Sunday, November 25, 2007

You must journalists or something.

By KEVIN CROWE and GUIDO H. STEMPEL III
Scripps Howard News Service
Friday, November 23, 2007

Nearly two-thirds of Americans think it is possible that some federal officials had specific warnings of the Sept. 11, 2001, terrorist attacks on New York and Washington, but chose to ignore those warnings, according to a Scripps Howard News Service/Ohio University poll.

A national survey of 811 adult residents of the United States conducted by Scripps and Ohio University found that more than a third believe in a broad smorgasbord of conspiracy theories including the attacks, international plots to rig oil prices, the plot to assassinate President John F. Kennedy in 1963 and the government's knowledge of intelligent life from other worlds.

The high percentage is a manifestation, some say, of an American public that increasingly distrusts the federal government.
Distrust it? Who would ever do such a mean, ol' thing in light of its completely lawful behavior?
"The kind of anxieties or mistrust of the government that might have been expressed as a belief in UFOs has shifted," said political science professor Jodi Dean. "Now people are worried about things that are much realer to them."
Yeah. And the fact that people said, "Oh, we hear bombs going off inside the building." Not to mention the slight, niggling fact the it wasn't, um, theoretically possible for burning jet fuel to collapse a steel-framed building. But who's counting.
But one decades-old theory continues to thrive. Forty-two percent of the American public still thinks some people in the federal government might have known about the assassination of Kennedy in advance.

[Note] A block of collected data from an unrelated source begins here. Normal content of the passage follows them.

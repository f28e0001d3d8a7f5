//! Visual theme and styling.

use console::Style;

/// Styles used by the terminal UI.
#[derive(Debug, Clone)]
pub struct FlowTheme {
    /// Success messages (green).
    pub success: Style,
    /// Warning messages (orange).
    pub warning: Style,
    /// Error messages (red bold).
    pub error: Style,
    /// Secondary text.
    pub dim: Style,
    /// Important text (bold).
    pub highlight: Style,
    /// Headers (magenta bold).
    pub header: Style,
}

impl Default for FlowTheme {
    fn default() -> Self {
        Self::new()
    }
}

impl FlowTheme {
    pub fn new() -> Self {
        Self {
            success: Style::new().green(),
            warning: Style::new().color256(208),
            error: Style::new().red().bold(),
            dim: Style::new().dim(),
            highlight: Style::new().bold(),
            header: Style::new().bold().magenta(),
        }
    }

    /// Create a theme without colors (for non-TTY or --no-color).
    pub fn plain() -> Self {
        Self {
            success: Style::new(),
            warning: Style::new(),
            error: Style::new(),
            dim: Style::new(),
            highlight: Style::new(),
            header: Style::new(),
        }
    }

    pub fn format_success(&self, msg: &str) -> String {
        format!("{}", self.success.apply_to(format!("✓ {}", msg)))
    }

    pub fn format_warning(&self, msg: &str) -> String {
        format!("{}", self.warning.apply_to(format!("⚠ {}", msg)))
    }

    pub fn format_error(&self, msg: &str) -> String {
        format!("{}", self.error.apply_to(format!("✗ {}", msg)))
    }

    pub fn format_skipped(&self, msg: &str) -> String {
        format!("{}", self.dim.apply_to(format!("○ {}", msg)))
    }

    pub fn format_header(&self, title: &str) -> String {
        format!("{}", self.header.apply_to(format!("◆ {}", title)))
    }
}

/// Check if colors should be enabled.
pub fn should_use_colors(no_color: bool) -> bool {
    if no_color {
        return false;
    }

    // https://no-color.org/
    if std::env::var_os("NO_COLOR").is_some() {
        return false;
    }

    console::Term::stdout().is_term()
}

"I'm amazed that it's as high as it is," said Vincent Bugliosi, whose 1,632-page book "Reclaiming History: The Assassination of President John F. Kennedy" was published in May.

Yeah. I'm amazed that Mister Buglioni, Bugliosity, whatever, didn't know that E. Howard Hunt said on his deathbed, "Oh, by the way, I was in on the Kennedy assassination."

Facts are often useful when writing an article.